New barracks dedicated at Hattieville Prison
On Monday evening officials gathered at Hattieville Prison to formally dedicate the latest addition to the chronically overcrowded facility. News Five’s Patrick Jones discovered that it wasn’t only the prisoners who are short of space.
While Prison authorities have been working steadily to improve living conditions for close to nine hundred inmates at Hattieville, today the effort shifted — with the dedication of a spanking new barracks — for the prison’s guards. According to Superintendent Bernard Adolphus, the eight bedroom building, equipped with bathroom and dining area, will ease overcrowding at government’s rented apartment house in the village and make life less stressful for employees — particularly those from the districts.
Bernard Adolphus, Superintendent Of Prisons
“We have too many officers located at that junction, the Lisby building. So as the General said, we all agreed, the management team agreed and we plunged into this project here.”

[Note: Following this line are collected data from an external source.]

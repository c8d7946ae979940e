pub mod ai;
pub mod config;
pub mod error;
pub mod events;
pub mod pipeline;
pub mod recorder;
pub mod service;
pub mod session;
pub mod state;
pub mod template;
pub mod tree;
pub mod types;
pub mod variables;
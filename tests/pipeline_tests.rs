//! Integration tests for the invocation pipeline
//!
//! Exercises the queue, limiter and deadline together against a scripted backend.

mod common;

use common::{ScriptedBackend, fast_config, request};
use futures::future::join_all;
use promptbench::error::{BackendError, InvokeError};
use promptbench::pipeline::InvocationQueue;
use promptbench::service::ModelService;
use promptbench::types::{ChatMessage, RequestOptions, TIMEOUT_MARKER};
use std::sync::Arc;
use std::time::{Duration, Instant};

mod admission_tests {
    use super::*;

    #[tokio::test(flavor = "multi_thread", worker_threads = 4)]
    async fn test_never_exceeds_the_concurrency_cap() {
        let backend = Arc::new(ScriptedBackend::default());
        let queue = InvocationQueue::new(backend.clone(), &fast_config(3));
        queue.start();

        let handles: Vec<_> = (0..12).map(|_| queue.submit(request("sleep:40"))).collect();
        let results = join_all(handles).await;

        assert_eq!(results.len(), 12);
        assert!(results.iter().all(|r| r.is_ok()));
        assert!(backend.peak() <= 3, "peak was {}", backend.peak());
        assert!(backend.peak() > 1, "calls never overlapped");
        assert_eq!(queue.stats().completed, 12);

        queue.stop().await;
    }

    #[tokio::test]
    async fn test_dispatches_in_submission_order() {
        let backend = Arc::new(ScriptedBackend::default());
        let queue = InvocationQueue::new(backend.clone(), &fast_config(1));

        // submitted before the consumer exists
        let handles: Vec<_> = ["a", "b", "c", "d"].iter().map(|c| queue.submit(request(c))).collect();
        queue.start();
        join_all(handles).await;

        let order: Vec<String> = backend
            .seen()
            .iter()
            .map(|r| r.messages[0].content.clone())
            .collect();
        assert_eq!(order, vec!["a", "b", "c", "d"]);

        queue.stop().await;
    }

    #[tokio::test]
    async fn test_failure_does_not_stop_the_loop() {
        let backend = Arc::new(ScriptedBackend::default());
        let queue = InvocationQueue::new(backend, &fast_config(1));
        queue.start();

        let failing = queue.submit(request("fail"));
        let healthy = queue.submit(request("still here"));

        let failed = failing.await;
        assert!(matches!(
            failed,
            Err(InvokeError::Backend(BackendError::Status { status: 500, .. }))
        ));
        assert_eq!(healthy.await.unwrap().content, "still here");

        let stats = queue.stats();
        assert_eq!(stats.failed, 1);
        assert_eq!(stats.completed, 1);

        queue.stop().await;
    }
}

mod deadline_tests {
    use super::*;

    #[tokio::test]
    async fn test_overrun_resolves_with_sentinel() {
        let config = fast_config(1).with_invoke_timeout(Duration::from_millis(100));
        let queue = InvocationQueue::new(Arc::new(ScriptedBackend::default()), &config);
        queue.start();

        let started = Instant::now();
        let response = queue.submit(request("hang")).await.unwrap();

        assert_eq!(response.content, TIMEOUT_MARKER);
        assert_eq!(response.role, "");
        assert!(response.is_timeout());
        assert!(started.elapsed() < Duration::from_millis(100) + Duration::from_secs(1));
        assert_eq!(queue.stats().timed_out, 1);

        queue.stop().await;
    }

    #[tokio::test]
    async fn test_timed_out_call_releases_its_permit() {
        let config = fast_config(1).with_invoke_timeout(Duration::from_millis(50));
        let queue = InvocationQueue::new(Arc::new(ScriptedBackend::default()), &config);
        queue.start();

        let stuck = queue.submit(request("hang"));
        let next = queue.submit(request("next"));

        assert!(stuck.await.unwrap().is_timeout());
        assert_eq!(next.await.unwrap().content, "next");

        queue.stop().await;
    }
}

mod seed_tests {
    use super::*;

    #[tokio::test]
    async fn test_missing_seed_is_generated_and_echoed() {
        let backend = Arc::new(ScriptedBackend::default());
        let queue = InvocationQueue::new(backend.clone(), &fast_config(1));
        queue.start();

        let response = queue.submit(request("hi")).await.unwrap();

        let seed = response.options.seed.expect("dispatched call carries a seed");
        assert!(seed > 0);
        assert_eq!(backend.seen()[0].options.seed, Some(seed));

        queue.stop().await;
    }

    #[tokio::test]
    async fn test_given_seed_is_kept() {
        let queue = InvocationQueue::new(Arc::new(ScriptedBackend::default()), &fast_config(1));
        queue.start();

        let pinned = request("hi").with_options(RequestOptions::default().with_seed(42));
        let response = queue.submit(pinned).await.unwrap();
        assert_eq!(response.options.seed, Some(42));

        queue.stop().await;
    }
}

mod lifecycle_tests {
    use super::*;

    #[tokio::test]
    async fn test_stop_drains_in_flight_and_leaves_queued_requests() {
        let queue = InvocationQueue::new(Arc::new(ScriptedBackend::default()), &fast_config(1));
        queue.start();

        let mut running = queue.submit(request("sleep:100"));
        let mut waiting = queue.submit(request("later"));

        while queue.stats().in_flight == 0 {
            tokio::time::sleep(Duration::from_millis(5)).await;
        }
        queue.stop().await;
        assert!(!queue.is_running());

        // the call in flight finished before stop returned
        let done = tokio::time::timeout(Duration::from_millis(50), &mut running).await;
        assert_eq!(done.unwrap().unwrap().content, "sleep:100");

        // the queued one was never dispatched
        assert!(tokio::time::timeout(Duration::from_millis(50), &mut waiting).await.is_err());
        assert_eq!(queue.stats().pending, 1);

        queue.start();
        assert_eq!(waiting.await.unwrap().content, "later");
        queue.stop().await;
    }

    #[tokio::test]
    async fn test_dropping_the_queue_abandons_pending_requests() {
        let queue = InvocationQueue::new(Arc::new(ScriptedBackend::default()), &fast_config(1));
        let handle = queue.submit(request("never sent"));

        drop(queue);
        assert!(matches!(handle.await, Err(InvokeError::Abandoned)));
    }

    #[tokio::test]
    async fn test_start_and_stop_are_idempotent() {
        let queue = InvocationQueue::new(Arc::new(ScriptedBackend::default()), &fast_config(2));
        queue.stop().await;
        queue.start();
        queue.start();
        assert!(queue.is_running());
        assert_eq!(queue.submit(request("once")).await.unwrap().content, "once");
        queue.stop().await;
        queue.stop().await;
        assert!(!queue.is_running());
    }
}

mod service_tests {
    use super::*;

    #[tokio::test]
    async fn test_invoke_model_round_trip() {
        let service = ModelService::new(Arc::new(ScriptedBackend::default()), &fast_config(2));
        service.start();

        let response = service
            .invoke_model(vec![ChatMessage::user("hello")], "llama3", RequestOptions::default())
            .await
            .unwrap();
        assert_eq!(response.content, "hello");
        assert_eq!(response.role, "assistant");

        service.stop().await;
    }

    #[tokio::test]
    async fn test_list_models_is_sorted() {
        let backend = ScriptedBackend::with_models(&["qwen2", "llama3", "mistral"]);
        let service = ModelService::new(Arc::new(backend), &fast_config(1));

        assert_eq!(
            service.list_models().await.unwrap(),
            vec!["llama3", "mistral", "qwen2"]
        );
    }
}
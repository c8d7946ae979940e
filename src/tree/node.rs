use crate::error::ValidationError;
use crate::types::{ChatMessage, InvokeResponse, ModelRequest, RequestOptions};
use serde::{Deserialize, Serialize};
use std::fmt;
use time::OffsetDateTime;
use time::macros::format_description;

/// Identifier of a prompt version. Unique within a forest and never reused.
#[derive(Clone, Copy, Debug, PartialEq, Eq, PartialOrd, Ord, Hash, Serialize, Deserialize)]
#[serde(transparent)]
pub struct NodeId(pub u64);

impl fmt::Display for NodeId {
    fn fmt(&self, f: &mut fmt::Formatter<'_>) -> fmt::Result {
        write!(f, "{}", self.0)
    }
}

/// Candidate content for a new prompt version.
#[derive(Clone, Debug, PartialEq, Serialize, Deserialize)]
pub struct Draft {
    pub messages: Vec<ChatMessage>,
    pub model: String,
    #[serde(rename = "requestOptions")]
    pub options: RequestOptions,
}

impl Draft {
    pub fn new(model: impl Into<String>, messages: Vec<ChatMessage>, options: RequestOptions) -> Self {
        Self {
            messages,
            model: model.into(),
            options,
        }
    }

    pub fn validate(&self) -> Result<(), ValidationError> {
        if self.model.trim().is_empty() {
            return Err(ValidationError::EmptyModel);
        }
        if self.messages.is_empty() {
            return Err(ValidationError::NoMessages);
        }
        Ok(())
    }

    /// Same messages (role and content, in order), model and every option.
    pub fn matches(&self, node: &VersionNode) -> bool {
        self.messages == node.messages && self.model == node.model && self.options == node.options
    }
}

/// One invocation of a prompt version: the request as sent and, once the
/// pipeline resolves it, the outcome.
#[derive(Clone, Debug, PartialEq, Serialize, Deserialize)]
#[serde(rename_all = "camelCase")]
pub struct InvokeEntry {
    pub request: ModelRequest,
    #[serde(with = "time::serde::rfc3339")]
    pub request_timestamp: OffsetDateTime,
    pub has_response: bool,
    #[serde(default)]
    pub response: Option<InvokeResponse>,
    #[serde(default, with = "time::serde::rfc3339::option")]
    pub response_timestamp: Option<OffsetDateTime>,
    #[serde(default, skip_serializing_if = "Option::is_none")]
    pub error: Option<String>,
}

impl InvokeEntry {
    pub fn pending(request: ModelRequest) -> Self {
        Self {
            request,
            request_timestamp: OffsetDateTime::now_utc(),
            has_response: false,
            response: None,
            response_timestamp: None,
            error: None,
        }
    }

    /// Still waiting on the pipeline.
    pub fn is_pending(&self) -> bool {
        self.response_timestamp.is_none()
    }

    pub fn resolve(&mut self, response: InvokeResponse) {
        self.response = Some(response);
        self.has_response = true;
        self.response_timestamp = Some(OffsetDateTime::now_utc());
    }

    pub fn reject(&mut self, error: impl fmt::Display) {
        self.error = Some(error.to_string());
        self.response_timestamp = Some(OffsetDateTime::now_utc());
    }
}

/// A prompt version. Children are referenced by id; the owning [`Forest`]
/// holds the nodes themselves.
///
/// [`Forest`]: super::Forest
#[derive(Clone, Debug, PartialEq, Serialize, Deserialize)]
#[serde(rename_all = "camelCase")]
pub struct VersionNode {
    pub id: NodeId,
    #[serde(default)]
    pub previous_version_id: Option<NodeId>,
    pub title: String,
    pub model: String,
    pub messages: Vec<ChatMessage>,
    #[serde(rename = "requestOptions")]
    pub options: RequestOptions,
    #[serde(default)]
    pub children: Vec<NodeId>,
    #[serde(default)]
    pub flagged: bool,
    #[serde(default)]
    pub invoke_history: Vec<InvokeEntry>,
    #[serde(default)]
    pub is_head: bool,
}

impl VersionNode {
    pub(crate) fn from_draft(id: NodeId, previous_version_id: Option<NodeId>, draft: Draft) -> Self {
        Self {
            id,
            previous_version_id,
            title: creation_title(),
            model: draft.model,
            messages: draft.messages,
            options: draft.options,
            children: Vec::new(),
            flagged: false,
            invoke_history: Vec::new(),
            is_head: true,
        }
    }

    pub fn draft(&self) -> Draft {
        Draft::new(self.model.clone(), self.messages.clone(), self.options.clone())
    }

    pub fn pending_invocations(&self) -> usize {
        self.invoke_history.iter().filter(|e| e.is_pending()).count()
    }
}

fn creation_title() -> String {
    let now = OffsetDateTime::now_local().unwrap_or_else(|_| OffsetDateTime::now_utc());
    now.format(format_description!(
        "[year]-[month]-[day] [hour]:[minute]:[second]"
    ))
    .unwrap_or_default()
}
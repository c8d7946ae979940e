//! Prompt variables: `{name}` placeholders filled in at invoke time.

use crate::types::ChatMessage;
use once_cell::sync::Lazy;
use regex::{Captures, Regex};
use serde::{Deserialize, Serialize};
use std::collections::BTreeMap;

static PLACEHOLDER: Lazy<Regex> =
    Lazy::new(|| Regex::new(r"\{(\w+)\}").expect("placeholder pattern compiles"));

#[derive(Clone, Debug, Default, PartialEq, Eq, Serialize, Deserialize)]
#[serde(transparent)]
pub struct Variables(BTreeMap<String, String>);

impl Variables {
    pub fn new() -> Self {
        Self::default()
    }

    pub fn set(&mut self, name: impl Into<String>, value: impl Into<String>) {
        self.0.insert(name.into(), value.into());
    }

    pub fn remove(&mut self, name: &str) -> Option<String> {
        self.0.remove(name)
    }

    pub fn get(&self, name: &str) -> Option<&str> {
        self.0.get(name).map(String::as_str)
    }

    pub fn is_empty(&self) -> bool {
        self.0.is_empty()
    }

    pub fn as_map(&self) -> &BTreeMap<String, String> {
        &self.0
    }

    /// Replace each `{name}` with its value. Undefined or empty variables
    /// leave the placeholder as written.
    pub fn substitute(&self, text: &str) -> String {
        PLACEHOLDER
            .replace_all(text, |caps: &Captures| match self.get(&caps[1]) {
                Some(value) if !value.is_empty() => value.to_string(),
                _ => caps[0].to_string(),
            })
            .into_owned()
    }

    pub fn compile_messages(&self, messages: &[ChatMessage]) -> Vec<ChatMessage> {
        messages
            .iter()
            .map(|message| ChatMessage::new(message.role.clone(), self.substitute(&message.content)))
            .collect()
    }
}

impl From<BTreeMap<String, String>> for Variables {
    fn from(map: BTreeMap<String, String>) -> Self {
        Self(map)
    }
}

The impact of the plunge was softened by the generosity of a number of people. Counted at the head of the list is the Holy Redeemer Credit Union in Belize City. Sonny Meighan represented H.R.C.U. at the dedication of the Eagle’s nest, named after Henry Charles Usher, a well known pioneer in Belize’s credit union movement.
Sonny Meighan – Assistant Manager, H.R.C.U.
“Very appropriate, very appropriate. Mr. Usher who I have known all my life, has been, he has been a model for me. I’ve looked up to them and try my very best to be like him and he would have really been honored to have a place like this named after him because he is always concerned about the youths and their, he encouraged them to be good citizens.”
The credit union was the first of many private sector interests to partner with the prisons department in their rehabilitation program. H.R.C.U. not only donated a two storey wooden building, but wrote the department a cheque to pay for laying down the foundation. But with so much idle labor just hanging around, it was time to get creative.
Sonny Meighan
“The building next to us on Hyde?s Lane was going to be taken down to make our parking lot a little bigger and just about that time, Mr. Arthurs and Mr. Usher, Francis, our manager got together and they worked out, if you take down the building, you can have it, because we had contacted a contractor and they wanted too much money to do that job and so Mr. Usher and the management decided to donate it.”
Brig. Gen. Earl Arthurs, Liaison Officer
“We decided that we’ll use the wooden side of the building to do other projects and then we would take the money we got for the foundation and make cement blocks out of them, because we have a block making machine and so we just went through it, and then I met a few more people, I spoke to them, and I told them what I was doing brought them out here showed them the building and they donated the materials.”
Adolphus puts the cost of the building at around seventy five thousand dollars. But with the use of prison labor to get the job done, the actual cost of construction is closer to fifty thousand. Still, the department will continue to shell out twelve hundred dollars a month in rent, for the Lisby apartment building.
Bernard Adolphus
“I cannot disregard that building out there because we have a number of officers and at least thirty odd officers will be relocated here. So far we have about fifty officers being located together in one building. So we’re hoping that we’ll have thirty here and the rest, the twenty can stay out there, so we still have to use it until such time.”
Brig. Gen. Earl Arthurs
“It has helped already because the inmates behind me who started this program, this project, they all benefited from coming out here, working unsupervised for long hours and completing the project. Now that tells them already that they can go outside and hold a job and work 8-4.”
For the prison officers who will live here, work will now be just a two minute walk away from home. And plans are already in the making for the installation of recreational facilities.
Brig. Gen. Earl Arthurs
“And so these guys will have a real nest to come back to.”
Patrick Jones, for News Five.
While the prison population is still kept under extremely crowded conditions, the situation has been slightly eased by the moving of 125 young offenders to the Youth Enhancement Academy in Ladyville and 49 prisoners to a work site in Yalbac.